Massachusetts-based venture capital firm Fairhaven Capital has closed its latest fund on $250 million, surpassing the firm’s original target of $200 million.
The vehicle marks the firm’s first successful, independent fundraise since it spun out of TD Bank last year. The firm was known as TD Capital Ventures while it operated as the captive venture arm of the Toronto-based bank for roughly six years.
TD Bank, TD Capital Ventures' sole investor for its first fund, has invested in the spin-out's vehicle. Limited partners in the $250 million fund include family offices, public pensions and fund of funds from North America, Europe and Asia.
In addition to its traditional focus on enterprise, consumer technology, and security companies, Fairhaven will invest the new fund in early stage companies in the high performance materials and digital media sectors. The Cambridge-based firm utilises an investment approach that stresses the importance of investing in markets with rapid growth characteristics.
“Investment strategy is the same as it has been since we started investing in 2001,” Fairhaven co-founder Paul Ciriello told PEO. “Like all of our investments, the investments in digital media and high performance materials start-ups are driven by our market approach to VC.”
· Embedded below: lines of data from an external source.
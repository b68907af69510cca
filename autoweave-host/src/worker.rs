//! Worker-thread side of an instance: the command loop and hook dispatch.

use std::sync::atomic::AtomicU32;
use std::sync::mpsc as std_mpsc;
use std::sync::Arc;

use parking_lot::Mutex;
use tokio::sync::oneshot;
use tracing::debug;
use uuid::Uuid;

use autoweave_manifest::HooksDecl;
use autoweave_permissions::PermissionEvaluator;

use crate::entry::{HookPayload, HookTable, PluginEntry};
use crate::hostcall::HostContext;

/// The five lifecycle/event points the host can invoke.
#[derive(Debug, Clone, Copy, PartialEq, Eq)]
pub enum HookKind {
    OnLoad,
    OnUnload,
    OnUsbAttach,
    OnUsbDetach,
    OnJobReceived,
}

impl HookKind {
    /// The symbolic handler name the manifest declares for this point, if
    /// any. An undeclared hook is simply never invoked.
    pub fn resolve(self, hooks: &HooksDecl) -> Option<&String> {
        match self {
            HookKind::OnLoad => hooks.on_load.as_ref(),
            HookKind::OnUnload => hooks.on_unload.as_ref(),
            HookKind::OnUsbAttach => hooks.on_usb_attach.as_ref(),
            HookKind::OnUsbDetach => hooks.on_usb_detach.as_ref(),
            HookKind::OnJobReceived => hooks.on_job_received.as_ref(),
        }
    }

    pub fn label(self) -> &'static str {
        match self {
            HookKind::OnLoad => "onLoad",
            HookKind::OnUnload => "onUnload",
            HookKind::OnUsbAttach => "onUSBAttach",
            HookKind::OnUsbDetach => "onUSBDetach",
            HookKind::OnJobReceived => "onJobReceived",
        }
    }
}

pub(crate) enum WorkerCommand {
    Invoke {
        hook: String,
        payload: HookPayload,
        done: oneshot::Sender<Result<(), String>>,
    },
    Shutdown,
}

/// Host-side record of one live worker.
pub(crate) struct WorkerHandle {
    pub instance_id: Uuid,
    pub plugin: String,
    pub version: String,
    pub hooks: HooksDecl,
    pub evaluator: Arc<PermissionEvaluator>,
    /// `None` once the worker is terminating; commands can no longer be
    /// enqueued.
    pub cmd_tx: Mutex<Option<std_mpsc::Sender<WorkerCommand>>>,
    pub thread: Mutex<Option<std::thread::JoinHandle<()>>>,
    pub service: Mutex<Option<tokio::task::JoinHandle<()>>>,
    /// Consecutive hook timeouts; reset on any successful hook.
    pub timeout_strikes: AtomicU32,
}

impl WorkerHandle {
    /// Enqueue a hook invocation. FIFO with every other command for this
    /// instance. Returns `false` when the worker is already terminating.
    pub fn enqueue(
        &self,
        hook: String,
        payload: HookPayload,
        done: oneshot::Sender<Result<(), String>>,
    ) -> bool {
        let guard = self.cmd_tx.lock();
        match guard.as_ref() {
            Some(tx) => tx.send(WorkerCommand::Invoke { hook, payload, done }).is_ok(),
            None => false,
        }
    }

    /// Stop the worker. Graceful shutdown lets the command loop drain;
    /// forced shutdown drops the channel out from under it. Either way the
    /// thread is given a bounded join and abandoned if it will not exit —
    /// a hook stuck in an infinite loop cannot hold up the host.
    pub async fn shutdown(&self, forced: bool) {
        {
            let mut guard = self.cmd_tx.lock();
            if let Some(tx) = guard.take() {
                if !forced {
                    let _ = tx.send(WorkerCommand::Shutdown);
                }
            }
        }
        let service = self.service.lock().take();
        if let Some(service) = service {
            service.abort();
            let _ = service.await;
        }
        let thread = self.thread.lock().take();
        if let Some(thread) = thread {
            let joined = tokio::time::timeout(
                std::time::Duration::from_secs(1),
                tokio::task::spawn_blocking(move || thread.join()),
            )
            .await;
            if joined.is_err() {
                debug!(
                    plugin = %self.plugin,
                    instance_id = %self.instance_id,
                    "worker thread did not exit in time, abandoning"
                );
            }
        }
    }
}

/// The worker thread body: publish the hook table, then serve commands
/// until shutdown. Nothing host-side is reachable from here except `ctx`.
pub(crate) fn worker_main(
    mut entry: Box<dyn PluginEntry>,
    ctx: HostContext,
    cmd_rx: std_mpsc::Receiver<WorkerCommand>,
    ready: oneshot::Sender<Result<(), String>>,
) {
    let mut table = HookTable::new();
    if let Err(e) = entry.register_hooks(&mut table) {
        let _ = ready.send(Err(e.to_string()));
        return;
    }
    let _ = ready.send(Ok(()));

    while let Ok(command) = cmd_rx.recv() {
        match command {
            WorkerCommand::Invoke { hook, payload, done } => {
                let result = match table.invoke(&hook, &ctx, &payload) {
                    None => Err(format!("hook `{hook}` is not registered by the entry")),
                    Some(Ok(())) => Ok(()),
                    Some(Err(e)) => Err(e.to_string()),
                };
                let _ = done.send(result);
            }
            WorkerCommand::Shutdown => break,
        }
    }
    debug!(plugin = %ctx.plugin_name(), instance_id = %ctx.instance_id(), "worker loop exited");
}
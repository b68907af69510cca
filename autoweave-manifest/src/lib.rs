//! # AutoWeave Plugin Manifest
//!
//! Parsing, validation, and content-signature verification for
//! `autoweave.plugin.json`, the single source of truth about a plugin.
//!
//! The manifest flows through three stages, each with its own failure mode:
//!
//! 1. **Parse** (`ManifestDocument::parse`): the raw bytes must be well-formed
//!    JSON with structurally sane field types. Anything else is
//!    [`ManifestError::Malformed`] — the document never enters the system.
//! 2. **Validate** (`ManifestDocument::validate`): the schema is enforced
//!    bit-for-bit. Required fields must be present, no unknown fields are
//!    tolerated at any level, and every field must match its declared pattern
//!    or range. Violations are [`ManifestError::Invalid`] with the offending
//!    field path, and park the plugin in the `Failed` state.
//! 3. **Verify** (`verify_signature`): the SHA-256 content digest over the
//!    canonicalized manifest plus every covered plugin file must equal
//!    `signature.value`. A mismatch is [`ManifestError::BadSignature`].
//!
//! A validated [`PluginManifest`] is immutable; hot-reload replaces the whole
//! record rather than mutating it in place.

mod model;
mod signature;
mod validator;

pub use model::{
    AccessMode, AuthorRecord, DependencyConstraints, FilesystemGrant, HooksDecl, InboundInterface,
    ManifestDocument, MemoryDecl, NetworkDecl, PermissionsDecl, PluginManifest, SignatureRecord,
    UsbDecl, MANIFEST_FILE_NAME,
};
pub use signature::{
    compute_content_digest, sign_manifest_value, verify_signature, DEFAULT_DENYLIST,
};
pub use validator::{HOOK_NAME_PATTERN, NAME_PATTERN, USB_ID_PATTERN, VERSION_PATTERN};

use thiserror::Error;

/// Closed error set for the manifest subsystem.
#[derive(Debug, Error)]
pub enum ManifestError {
    /// The bytes were not a well-formed manifest document.
    #[error("malformed manifest: {0}")]
    Malformed(String),

    /// The document parsed but violates the manifest schema.
    #[error("invalid manifest at `{path}`: {reason}")]
    Invalid { path: String, reason: String },

    /// The computed content digest does not match `signature.value`.
    #[error("content signature mismatch: manifest declares {declared}, computed {computed}")]
    BadSignature { declared: String, computed: String },

    /// Plugin files could not be read while computing the content digest.
    #[error("failed to read plugin files: {0}")]
    Io(#[from] std::io::Error),
}

impl ManifestError {
    pub(crate) fn invalid(path: impl Into<String>, reason: impl Into<String>) -> Self {
        Self::Invalid {
            path: path.into(),
            reason: reason.into(),
        }
    }
}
Fairhaven has already invested a portion of the fund in five portfolio companies, which include Cocona, a developer of eco-friendly performance fabrics; Dataupia, a manufacturer of a data warehouse appliance; EveryZing, a search engine developer; and Xtranormal, a company that has developed a process for creating full motion animation from text.
Ciriello said he expects the fund to ultimately possess 20 to 25 companies in its portfolio.
Fairhaven is led by managing directors Ciriello and Jim Goldinger, who co-founded TD Capital Ventures in 2001.
One of the firm’s most successful investments to date has been EqualLogic, a storage network provider which Dell Computers purchased in 2007 for $1.4 billion.